The statement says: “Cadbury is asking its shareholders to put their faith in… a set of long-term targets never before achieved by Cadbury and subject to significant risk and uncertainty. Our offer provides certainty and potential to shareholders.”
It was revealed yesterday that Ferrero and Hershey have both expressed interest in a bid for Cadbury, but have yet to submit either independent or joint bids. Hershey was believed to be raising finance to launch a £10.3bn offer with Ferrero.
Despite this, Kraft’s chairman and chief executive, Irene B Rosenfeld, says: “The company would continue to maintain a disciplined approach with respect to the acquisition of Cadbury.”
Kraft’s latest bid comes a month after Kraft last issued a £9.8bn hostile bid for Cadbury just a few hours before the imposed deadline. The board of the Dairy Milk maker, which described it as a “derisory” offer that undervalued the company, rejected the bid immediately.
Shareholders have until 5 January 2010 to respond to the offer.
Kraft says its offer is “in the best interest of both companies’ shareholders”.

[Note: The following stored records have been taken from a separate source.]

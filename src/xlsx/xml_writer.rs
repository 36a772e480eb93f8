//! Buffered XML writer with minimal allocations

use std::io::Write;

use crate::error::Result;
use crate::types::{CellRef, CellValue};

/// Fast XML writer that batches output into an internal buffer
pub struct XmlWriter<W: Write> {
    writer: W,
    buffer: Vec<u8>,
    numbers: itoa::Buffer,
}

impl<W: Write> XmlWriter<W> {
    pub fn new(writer: W) -> Self {
        XmlWriter {
            writer,
            buffer: Vec::with_capacity(8192), // 8KB buffer
            numbers: itoa::Buffer::new(),
        }
    }

    /// Write raw bytes directly
    #[inline]
    pub fn write_raw(&mut self, data: &[u8]) -> Result<()> {
        self.buffer.extend_from_slice(data);
        if self.buffer.len() > 4096 {
            self.flush_buffer()?;
        }
        Ok(())
    }

    /// Write string data
    #[inline]
    pub fn write_str(&mut self, s: &str) -> Result<()> {
        self.write_raw(s.as_bytes())
    }

    /// Write an integer without allocating
    #[inline]
    pub fn write_int<I: itoa::Integer>(&mut self, value: I) -> Result<()> {
        let digits = self.numbers.format(value).as_bytes();
        self.buffer.extend_from_slice(digits);
        Ok(())
    }

    /// Write XML element start tag
    #[inline]
    pub fn start_element(&mut self, name: &str) -> Result<()> {
        self.write_raw(b"<")?;
        self.write_str(name)
    }

    /// Write XML element end tag
    #[inline]
    pub fn end_element(&mut self, name: &str) -> Result<()> {
        self.write_raw(b"</")?;
        self.write_str(name)?;
        self.write_raw(b">")
    }

    /// Write attribute
    #[inline]
    pub fn attribute(&mut self, name: &str, value: &str) -> Result<()> {
        self.write_raw(b" ")?;
        self.write_str(name)?;
        self.write_raw(b"=\"")?;
        self.write_escaped(value)?;
        self.write_raw(b"\"")
    }

    /// Write attribute with integer value
    #[inline]
    pub fn attribute_int<I: itoa::Integer>(&mut self, name: &str, value: I) -> Result<()> {
        self.write_raw(b" ")?;
        self.write_str(name)?;
        self.write_raw(b"=\"")?;
        self.write_int(value)?;
        self.write_raw(b"\"")
    }

    /// Write attribute with float value
    #[inline]
    pub fn attribute_float(&mut self, name: &str, value: f64) -> Result<()> {
        self.write_raw(b" ")?;
        self.write_str(name)?;
        self.write_raw(b"=\"")?;
        self.write_str(&value.to_string())?;
        self.write_raw(b"\"")
    }

    /// Close start tag
    #[inline]
    pub fn close_start_tag(&mut self) -> Result<()> {
        self.write_raw(b">")
    }

    /// Close an element without content
    #[inline]
    pub fn close_empty(&mut self) -> Result<()> {
        self.write_raw(b"/>")
    }

    /// Write text content with XML escaping
    pub fn write_escaped(&mut self, text: &str) -> Result<()> {
        for c in text.chars() {
            match c {
                '&' => self.buffer.extend_from_slice(b"&amp;"),
                '<' => self.buffer.extend_from_slice(b"&lt;"),
                '>' => self.buffer.extend_from_slice(b"&gt;"),
                '"' => self.buffer.extend_from_slice(b"&quot;"),
                '\'' => self.buffer.extend_from_slice(b"&apos;"),
                // Control characters are not allowed in XML 1.0
                c if (c as u32) < 0x20 && !matches!(c, '\t' | '\n' | '\r') => {}
                _ => {
                    let mut buf = [0; 4];
                    self.buffer
                        .extend_from_slice(c.encode_utf8(&mut buf).as_bytes());
                }
            }
        }
        if self.buffer.len() > 4096 {
            self.flush_buffer()?;
        }
        Ok(())
    }

    /// Write an A1 reference such as `AB12`
    pub fn write_cell_ref(&mut self, cell: CellRef) -> Result<()> {
        CellRef::push_column_letter(&mut self.buffer, cell.col);
        self.write_int(cell.row)
    }

    /// Write one `<c>` element
    ///
    /// A formula is written with the value as its cached result. Cells with
    /// no value, style or formula produce no output.
    pub fn write_cell(
        &mut self,
        cell: CellRef,
        value: &CellValue,
        style_id: u32,
        formula: Option<&str>,
    ) -> Result<()> {
        if value.is_empty() && style_id == 0 && formula.is_none() {
            return Ok(());
        }

        self.write_raw(b"<c r=\"")?;
        self.write_cell_ref(cell)?;
        self.write_raw(b"\"")?;
        if style_id > 0 {
            self.attribute_int("s", style_id)?;
        }

        let cell_type = match value {
            CellValue::String(_) if formula.is_some() => Some("str"),
            CellValue::String(_) => Some("inlineStr"),
            CellValue::Bool(_) => Some("b"),
            CellValue::Error(_) => Some("e"),
            CellValue::Float(f) | CellValue::DateTime(f) if !f.is_finite() => Some("e"),
            _ => None,
        };
        if let Some(t) = cell_type {
            self.attribute("t", t)?;
        }

        if value.is_empty() && formula.is_none() {
            return self.close_empty();
        }
        self.close_start_tag()?;

        if let Some(f) = formula {
            self.write_raw(b"<f>")?;
            self.write_escaped(f.strip_prefix('=').unwrap_or(f))?;
            self.write_raw(b"</f>")?;
        }

        match value {
            CellValue::Empty => {}
            CellValue::String(s) if formula.is_some() => {
                self.write_raw(b"<v>")?;
                self.write_escaped(s)?;
                self.write_raw(b"</v>")?;
            }
            CellValue::String(s) => {
                self.write_raw(b"<is><t xml:space=\"preserve\">")?;
                self.write_escaped(s)?;
                self.write_raw(b"</t></is>")?;
            }
            CellValue::Int(i) => {
                self.write_raw(b"<v>")?;
                self.write_int(*i)?;
                self.write_raw(b"</v>")?;
            }
            CellValue::Float(f) | CellValue::DateTime(f) => {
                self.write_raw(b"<v>")?;
                if f.is_finite() {
                    self.write_str(&f.to_string())?;
                } else {
                    self.write_str("#NUM!")?;
                }
                self.write_raw(b"</v>")?;
            }
            CellValue::Bool(b) => {
                self.write_raw(if *b { b"<v>1</v>" } else { b"<v>0</v>" })?;
            }
            CellValue::Error(e) => {
                self.write_raw(b"<v>")?;
                self.write_escaped(e)?;
                self.write_raw(b"</v>")?;
            }
        }

        self.write_raw(b"</c>")
    }

    fn flush_buffer(&mut self) -> Result<()> {
        if !self.buffer.is_empty() {
            self.writer.write_all(&self.buffer)?;
            self.buffer.clear();
        }
        Ok(())
    }

    /// Flush buffer to underlying writer
    pub fn flush(&mut self) -> Result<()> {
        self.flush_buffer()?;
        self.writer.flush()?;
        Ok(())
    }

    /// Flush and hand back the underlying writer
    pub fn into_inner(mut self) -> Result<W> {
        self.flush()?;
        Ok(self.writer)
    }
}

Kraft initially launched a £10.2bn bid for Cadbury in September, which was also immediately rejected. Cadbury chairman Roger Carr has said the Kraft offer is an “unappealing prospect”.
More recently, it has been speculated that other confectionery giants are also looking to compete for the business. Hershey was believed to be raising finance to launch a £10.3bn offer with Ferrero for Cadbury and Nestle is also reportedly musing an offer.
Cadbury’s UK share price had fallen following the defence document publication at the time of going to press. Its US share price was up.